La Iglesia Adventista debe ser vista por la comunidad como una referencia en asuntos de familia, un lugar donde ir cuando se necesite de ayuda.

Una de las principales preocupaciones de los adventistas del séptimo día es el fortalecimiento de las familias. La Iglesia Adventista ve a la familia como un poderoso agente de transformación espiritual en la sociedad. Es el centro de discipulado cristiano, y es la institución humana fundamental, formada por la unión de un hombre y una mujer, establecida por creación divina como medio principal para desarrollar capacidades excelentes para las relaciones íntimas con Dios y con los demás seres humanos.

Dios puso a la familia como fundamento de la sociedad. Por su origen y naturaleza, es muy grande su dignidad, merece especial reconocimiento por parte de la sociedad civil. Dios la puso también como fundamento de la iglesia y es por ello que la eligió para que pudiera llevar a cabo el crecimiento del pueblo escogido por su Creador.

La fuerza que unifica a la familia es el amor.
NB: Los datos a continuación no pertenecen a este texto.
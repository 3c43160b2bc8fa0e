use std::fmt;

use crate::geom::Cell;

/// Errors raised while building or mutating a [`Grid`](crate::Grid).
#[derive(Debug, Clone, PartialEq, Eq)]
pub enum GridError {
    /// The requested side length is not positive.
    InvalidSize(i32),
    /// A cell outside `[0, size)` was written.
    OutOfBounds(Cell),
    /// ASCII rows are ragged or do not form a square.
    InconsistentSize(String),
    /// An ASCII character other than `#` or `.` was found.
    InvalidRune { ch: char, pos: Cell },
}

impl fmt::Display for GridError {
    fn fmt(&self, f: &mut fmt::Formatter<'_>) -> fmt::Result {
        match self {
            Self::InvalidSize(size) => write!(f, "grid size must be at least 1, got {size}"),
            Self::OutOfBounds(c) => write!(f, "cell {c} is outside the grid"),
            Self::InconsistentSize(s) => write!(f, "grid: inconsistent size:\n{s}"),
            Self::InvalidRune { ch, pos } => {
                write!(f, "grid contains invalid rune \u{201c}{ch}\u{201d} at {pos}")
            }
        }
    }
}

impl std::error::Error for GridError {}
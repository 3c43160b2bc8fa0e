use std::collections::VecDeque;

use labyrinth_core::Cell;
use log::debug;

use crate::error::SearchError;
use crate::reconstruct::PredecessorMap;
use crate::search::{SearchEngine, SearchOutcome};

/// A reached cell with its distance from the source.
#[derive(Debug, Clone, Copy, PartialEq, Eq)]
#[cfg_attr(feature = "serde", derive(serde::Serialize, serde::Deserialize))]
pub struct PathNode {
    pub pos: Cell,
    pub cost: u32,
}

impl SearchEngine<'_> {
    /// Plain FIFO breadth-first search with a visited set.
    ///
    /// Each cell enters the queue at most once, so `explored` counts
    /// dequeued cells. Path lengths match [`search`](Self::search) without a
    /// heuristic.
    pub fn bfs(&self, start: Cell, goal: Cell) -> Result<SearchOutcome, SearchError> {
        let grid = self.grid;
        let start_idx = grid.index(start).ok_or(SearchError::OutOfBounds(start))?;
        if !grid.contains(goal) {
            return Err(SearchError::OutOfBounds(goal));
        }

        let mut visited = vec![false; grid.len()];
        let mut preds = PredecessorMap::new(grid);
        let mut queue = VecDeque::new();
        visited[start_idx] = true;
        queue.push_back(start);

        let mut explored = 0;
        while let Some(current) = queue.pop_front() {
            explored += 1;
            if current == goal {
                let path = preds.reconstruct(start, goal)?;
                debug!("queue bfs {start} -> {goal}: explored {explored}");
                return Ok(SearchOutcome {
                    path: Some(path),
                    explored,
                });
            }
            for next in grid.open_neighbors(current) {
                let Some(ni) = grid.index(next) else {
                    continue;
                };
                if visited[ni] {
                    continue;
                }
                visited[ni] = true;
                preds.set(next, current);
                queue.push_back(next);
            }
        }

        Ok(SearchOutcome {
            path: None,
            explored,
        })
    }

    /// Breadth-first distance map from `source`, in visiting order.
    ///
    /// The source comes first with cost 0. Cells not reachable through open
    /// cells are absent.
    pub fn bfs_map(&self, source: Cell) -> Result<Vec<PathNode>, SearchError> {
        let grid = self.grid;
        let si = grid.index(source).ok_or(SearchError::OutOfBounds(source))?;

        let mut seen = vec![false; grid.len()];
        let mut results = vec![PathNode {
            pos: source,
            cost: 0,
        }];
        seen[si] = true;

        // `results` doubles as the queue.
        let mut head = 0;
        while head < results.len() {
            let PathNode { pos, cost } = results[head];
            head += 1;
            for next in grid.open_neighbors(pos) {
                let Some(ni) = grid.index(next) else {
                    continue;
                };
                if seen[ni] {
                    continue;
                }
                seen[ni] = true;
                results.push(PathNode {
                    pos: next,
                    cost: cost + 1,
                });
            }
        }

        Ok(results)
    }
}

#[cfg(test)]
mod tests {
    use super::*;
    use labyrinth_core::Grid;

    const COMB: &str = "\
.....
.#.#.
.#.#.
.#.#.
.....";

    #[test]
    fn queue_bfs_matches_best_first_length() {
        let g = Grid::from_ascii(COMB).unwrap();
        let engine = SearchEngine::new(&g);
        let (start, goal) = (Cell::new(2, 0), Cell::new(2, 2));
        let queued = engine.bfs(start, goal).unwrap();
        let ucs = engine.search(start, goal, None).unwrap();
        assert_eq!(queued.length(), Some(6));
        assert_eq!(queued.length(), ucs.length());
        assert!(queued.explored <= g.open_count());
    }

    #[test]
    fn queue_bfs_without_path() {
        let g = Grid::from_ascii("..#\n###\n#..").unwrap();
        let out = SearchEngine::new(&g)
            .bfs(Cell::new(0, 0), Cell::new(2, 2))
            .unwrap();
        assert_eq!(out.path, None);
        assert_eq!(out.explored, 2);
    }

    #[test]
    fn queue_bfs_same_cell() {
        let g = Grid::from_ascii("...\n...\n...").unwrap();
        let c = Cell::new(2, 1);
        let out = SearchEngine::new(&g).bfs(c, c).unwrap();
        assert_eq!(out.path, Some(vec![c]));
        assert_eq!(out.explored, 1);
        assert_eq!(
            SearchEngine::new(&g).bfs(c, Cell::new(3, 3)),
            Err(SearchError::OutOfBounds(Cell::new(3, 3)))
        );
    }

    #[test]
    fn distance_map() {
        let g = Grid::from_ascii(COMB).unwrap();
        let map = SearchEngine::new(&g).bfs_map(Cell::new(0, 0)).unwrap();
        assert_eq!(map.len(), g.open_count());
        assert_eq!(map[0], PathNode { pos: Cell::new(0, 0), cost: 0 });
        let far = map.iter().find(|n| n.pos == Cell::new(2, 2)).unwrap();
        assert_eq!(far.cost, 4);
        let corner = map.iter().find(|n| n.pos == Cell::new(4, 4)).unwrap();
        assert_eq!(corner.cost, 8);
        // Costs never decrease in visiting order.
        assert!(map.windows(2).all(|w| w[0].cost <= w[1].cost));
    }
}
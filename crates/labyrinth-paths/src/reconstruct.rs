//! Predecessor bookkeeping and path reconstruction.

use labyrinth_core::{Cell, Grid};

use crate::error::SearchError;

/// Maps each reached cell to the cell it was reached from on its best known
/// path.
#[derive(Debug, Clone)]
pub struct PredecessorMap {
    size: i32,
    parent: Vec<Option<Cell>>,
}

impl PredecessorMap {
    /// An empty map covering every cell of `grid`.
    pub fn new(grid: &Grid) -> Self {
        Self {
            size: grid.size(),
            parent: vec![None; grid.len()],
        }
    }

    #[inline]
    fn idx(&self, c: Cell) -> Option<usize> {
        c.flat_index(self.size)
    }

    /// Record that `cell` is reached from `from`. Does nothing if `cell` is
    /// out of range.
    pub fn set(&mut self, cell: Cell, from: Cell) {
        if let Some(i) = self.idx(cell) {
            self.parent[i] = Some(from);
        }
    }

    /// The predecessor of `cell`, if one was recorded.
    pub fn get(&self, cell: Cell) -> Option<Cell> {
        self.idx(cell).and_then(|i| self.parent[i])
    }

    /// Walk back from `goal` to `start` and return the path in forward
    /// order, both endpoints included.
    ///
    /// A sound chain has fewer than `size²` links; a missing link or a
    /// longer walk yields [`SearchError::BrokenChain`].
    pub fn reconstruct(&self, start: Cell, goal: Cell) -> Result<Vec<Cell>, SearchError> {
        let limit = self.parent.len();
        let mut path = vec![goal];
        let mut cur = goal;
        let mut steps = 0;
        while cur != start {
            let prev = match self.get(cur) {
                Some(prev) if steps < limit => prev,
                _ => return Err(SearchError::BrokenChain { start, goal, steps }),
            };
            path.push(prev);
            cur = prev;
            steps += 1;
        }
        path.reverse();
        Ok(path)
    }
}

#[cfg(test)]
mod tests {
    use super::*;

    fn map(size: i32) -> PredecessorMap {
        PredecessorMap::new(&Grid::new(size).unwrap())
    }

    #[test]
    fn rebuilds_forward_path() {
        let mut m = map(3);
        m.set(Cell::new(0, 1), Cell::new(0, 0));
        m.set(Cell::new(1, 1), Cell::new(0, 1));
        m.set(Cell::new(1, 2), Cell::new(1, 1));
        let path = m.reconstruct(Cell::new(0, 0), Cell::new(1, 2)).unwrap();
        assert_eq!(
            path,
            vec![
                Cell::new(0, 0),
                Cell::new(0, 1),
                Cell::new(1, 1),
                Cell::new(1, 2),
            ]
        );
    }

    #[test]
    fn start_equals_goal() {
        let m = map(2);
        let path = m.reconstruct(Cell::new(1, 1), Cell::new(1, 1)).unwrap();
        assert_eq!(path, vec![Cell::new(1, 1)]);
    }

    #[test]
    fn missing_link_is_broken_chain() {
        let mut m = map(3);
        m.set(Cell::new(2, 2), Cell::new(2, 1));
        let err = m.reconstruct(Cell::new(0, 0), Cell::new(2, 2)).unwrap_err();
        assert_eq!(
            err,
            SearchError::BrokenChain {
                start: Cell::new(0, 0),
                goal: Cell::new(2, 2),
                steps: 1,
            }
        );
    }

    #[test]
    fn cycle_is_cut_off() {
        let mut m = map(2);
        m.set(Cell::new(0, 1), Cell::new(1, 1));
        m.set(Cell::new(1, 1), Cell::new(0, 1));
        let err = m.reconstruct(Cell::new(0, 0), Cell::new(0, 1)).unwrap_err();
        assert!(matches!(err, SearchError::BrokenChain { steps: 4, .. }));
    }

    #[test]
    fn covers_the_same_cells_as_the_grid() {
        let g = Grid::new(3).unwrap();
        let mut m = PredecessorMap::new(&g);
        for (c, _) in g.iter() {
            m.set(c, Cell::ZERO);
        }
        for (c, _) in g.iter() {
            assert_eq!(m.get(c), Some(Cell::ZERO));
        }
        for c in [Cell::new(0, 3), Cell::new(3, 0), Cell::new(-1, 2)] {
            assert!(!g.contains(c));
            assert_eq!(m.get(c), None);
        }
    }

    #[test]
    fn out_of_range_is_ignored() {
        let mut m = map(2);
        m.set(Cell::new(5, 5), Cell::new(0, 0));
        assert_eq!(m.get(Cell::new(5, 5)), None);
        assert_eq!(m.get(Cell::new(1, 1)), None);
    }
}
El amor es mucho más que un sentimiento. Los sentimientos son pasajeros, y están relacionados con factores físicos, biológicos y emocionales que son cambiantes. El verdadero amor es estable, permanente y sacrificado. Es el amor lo que convierte la mera convivencia en vida familiar.

Conclusión

Cristo, nuestro Señor, es y debe ser reconocido como el salvador y cabeza de cada hogar. Cuando nos acercamos a él, los miembros de la familia están en paz con Dios y los unos con los otros. Acercarse a él es acercarnos unos a otros, padres e hijos, en el amor, en el perdón, en la reconciliación y la restauración.
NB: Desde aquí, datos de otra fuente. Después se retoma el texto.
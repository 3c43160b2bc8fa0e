//! Compare BFS and A* over freshly generated mazes.
//!
//! Run: cargo run --bin compare -- --size 25 --runs 3
//! Sweep: cargo run --bin compare -- --sizes 15,25,35,45

use std::error::Error;

use clap::Parser;
use labyrinth_core::Cell;
use labyrinth_demos::{CompareConfig, SWEEP_SIZES, Summary, scalability};

/// Explored-node comparison of BFS, A* Manhattan and A* Euclidean
#[derive(Parser, Debug)]
#[command(version, about, long_about = None)]
struct Args {
    /// Maze side length
    #[arg(long, default_value_t = 25)]
    size: i32,

    /// Number of mazes to generate per size
    #[arg(long, default_value_t = 3)]
    runs: usize,

    /// Base random seed
    #[arg(long)]
    seed: Option<u64>,

    /// Sweep these sizes instead of a single one (comma separated)
    #[arg(long, value_delimiter = ',')]
    sizes: Vec<i32>,

    /// Sweep the default sizes 15, 25, 35, 45
    #[arg(long, conflicts_with = "sizes")]
    sweep: bool,
}

fn print_summaries(summaries: &[Summary]) {
    println!(
        "{:<14} {:>18} {:>7} {:>24}",
        "strategy", "explored", "length", "time"
    );
    for s in summaries {
        let length = s.mean_length.map_or_else(|| "-".to_string(), |l| format!("{l:.1}"));
        println!(
            "{:<14} {:>18} {:>7} {:>24}",
            s.strategy.name(),
            format!("{:.1} ± {:.1}", s.mean_explored, s.std_explored),
            length,
            format!("{:?} ± {:?}", s.mean_elapsed, s.std_elapsed)
        );
    }
}

fn main() -> Result<(), Box<dyn Error>> {
    labyrinth_demos::init_logging()?;

    let args = Args::parse();
    let sizes = if args.sweep { SWEEP_SIZES.to_vec() } else { args.sizes };

    if !sizes.is_empty() {
        let sweep = scalability(&sizes, args.runs, args.seed)?;
        for report in &sweep.reports {
            println!("\n{0}x{0}, {1} run(s)", report.size, args.runs);
            print_summaries(&report.summaries);
        }
        println!("\nGrowth of explored nodes, first to last size");
        for (strategy, k) in &sweep.exponents {
            println!("{:<14} O(n^{k:.2})", strategy.name());
        }
        return Ok(());
    }

    let config = CompareConfig {
        size: args.size,
        runs: args.runs,
        seed: args.seed,
        start: Cell::new(1, 1),
        goal: None,
    };

    println!(
        "{}x{} mazes, {} -> {}",
        config.size,
        config.size,
        config.start,
        config.goal()
    );
    let runs = config.run()?;
    for (i, records) in runs.iter().enumerate() {
        println!("\nRun {}", i + 1);
        println!("{:<14} {:>9} {:>7} {:>12}", "strategy", "explored", "length", "time");
        for r in records {
            let length = r.length.map_or_else(|| "-".to_string(), |l| l.to_string());
            println!(
                "{:<14} {:>9} {:>7} {:>12}",
                r.strategy.name(),
                r.explored,
                length,
                format!("{:?}", r.elapsed)
            );
        }
    }

    let all: Vec<_> = runs.into_iter().flatten().collect();
    println!("\nMeans over {} run(s)", config.runs);
    print_summaries(&Summary::from_records(&all));
    Ok(())
}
Él quiere ser, y de hecho ya es, de la familia. Vino a enseñarnos a compartir todo su ser, a disfrutar del hogar, de la familia… él es nuestro hermano mayor a quien se le consulta todo por su experiencia, su amor, su comprensión. Estar a su lado es tener una experiencia divina ya en esta tierra, pues Jesús «no se avergüenza de llamarnos hermanos» (Hebreos 2: 11). Él es de la familia, siempre debe permanecer con los nuestros, los de casa, esposos, esposas, hijos, todos juntos ofreciendo al mundo una testificación atractiva, ya que como hogar somos el campo misionero más importante. Podemos ayudar a las familias a descubrir y utilizar sus dones espirituales en la comunidad donde viven; a nuestros familiares que no son creyentes, a relacionarse con Jesús; a nuestros vecinos, entablando amistad y compartiendo las bendiciones de nuestro Señor Jesús y, por supuesto, apoyando con nuestras oraciones, ofrendas y servicio, los esfuerzos misioneros de la iglesia.